EXERCISE BRIEF
Would you copy out each line of the records below that includes the word "nstream"?

RECORDS TO PROCESS
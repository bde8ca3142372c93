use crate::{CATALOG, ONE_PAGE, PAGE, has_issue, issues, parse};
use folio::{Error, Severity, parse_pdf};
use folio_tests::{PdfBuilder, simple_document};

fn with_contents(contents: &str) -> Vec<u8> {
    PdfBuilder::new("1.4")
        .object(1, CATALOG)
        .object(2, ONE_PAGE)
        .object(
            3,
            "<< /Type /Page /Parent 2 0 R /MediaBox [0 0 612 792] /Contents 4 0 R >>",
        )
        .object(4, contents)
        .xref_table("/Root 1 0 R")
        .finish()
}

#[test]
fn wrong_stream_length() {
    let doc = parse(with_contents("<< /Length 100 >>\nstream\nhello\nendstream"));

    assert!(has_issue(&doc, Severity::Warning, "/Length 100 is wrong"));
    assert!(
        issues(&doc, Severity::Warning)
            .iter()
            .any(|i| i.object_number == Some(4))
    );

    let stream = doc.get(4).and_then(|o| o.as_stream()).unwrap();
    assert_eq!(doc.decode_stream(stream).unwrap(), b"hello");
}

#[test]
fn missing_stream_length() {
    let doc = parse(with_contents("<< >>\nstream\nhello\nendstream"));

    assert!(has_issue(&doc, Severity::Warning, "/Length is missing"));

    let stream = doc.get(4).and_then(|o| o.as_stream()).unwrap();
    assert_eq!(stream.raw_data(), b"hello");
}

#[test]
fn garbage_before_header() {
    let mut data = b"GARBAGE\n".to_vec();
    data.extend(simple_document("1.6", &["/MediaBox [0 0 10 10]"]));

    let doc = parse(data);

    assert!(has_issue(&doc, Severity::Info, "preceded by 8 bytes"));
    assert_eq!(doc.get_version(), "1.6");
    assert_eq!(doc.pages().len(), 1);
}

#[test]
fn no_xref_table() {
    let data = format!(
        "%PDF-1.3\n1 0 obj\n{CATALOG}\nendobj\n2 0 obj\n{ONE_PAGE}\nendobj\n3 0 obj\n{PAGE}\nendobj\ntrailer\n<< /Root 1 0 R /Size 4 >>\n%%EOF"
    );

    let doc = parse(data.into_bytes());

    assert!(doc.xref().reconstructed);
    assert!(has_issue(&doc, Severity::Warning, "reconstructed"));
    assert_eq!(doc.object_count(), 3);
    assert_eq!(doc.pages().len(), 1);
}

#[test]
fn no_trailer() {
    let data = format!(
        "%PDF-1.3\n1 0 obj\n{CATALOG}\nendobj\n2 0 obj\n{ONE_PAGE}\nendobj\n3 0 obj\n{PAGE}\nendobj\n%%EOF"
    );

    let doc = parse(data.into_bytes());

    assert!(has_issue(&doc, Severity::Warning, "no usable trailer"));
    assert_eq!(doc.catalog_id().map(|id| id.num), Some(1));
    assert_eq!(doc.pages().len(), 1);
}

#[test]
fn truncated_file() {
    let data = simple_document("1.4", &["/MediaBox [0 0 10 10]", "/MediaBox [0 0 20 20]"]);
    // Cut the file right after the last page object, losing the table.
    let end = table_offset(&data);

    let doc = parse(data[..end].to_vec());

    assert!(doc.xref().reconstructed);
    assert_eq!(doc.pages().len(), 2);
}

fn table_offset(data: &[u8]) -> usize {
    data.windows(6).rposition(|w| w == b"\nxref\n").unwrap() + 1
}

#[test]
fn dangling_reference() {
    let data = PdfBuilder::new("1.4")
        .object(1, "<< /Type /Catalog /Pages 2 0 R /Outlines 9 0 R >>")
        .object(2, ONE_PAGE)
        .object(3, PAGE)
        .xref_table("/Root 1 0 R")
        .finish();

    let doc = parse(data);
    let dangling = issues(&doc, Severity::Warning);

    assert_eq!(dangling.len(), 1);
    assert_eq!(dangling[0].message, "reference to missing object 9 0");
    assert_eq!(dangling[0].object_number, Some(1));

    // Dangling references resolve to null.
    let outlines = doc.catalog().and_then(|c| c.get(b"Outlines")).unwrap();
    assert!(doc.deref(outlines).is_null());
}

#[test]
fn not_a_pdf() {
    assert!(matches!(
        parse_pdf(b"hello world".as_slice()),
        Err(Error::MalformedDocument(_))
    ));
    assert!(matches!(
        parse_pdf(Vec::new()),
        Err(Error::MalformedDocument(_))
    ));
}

RESULT FOR THIS TASK
    let doc = parse(with_contents("<< /Length 100 >>\nstream\nhello\nendstream"));
    let doc = parse(with_contents("<< >>\nstream\nhello\nendstream"));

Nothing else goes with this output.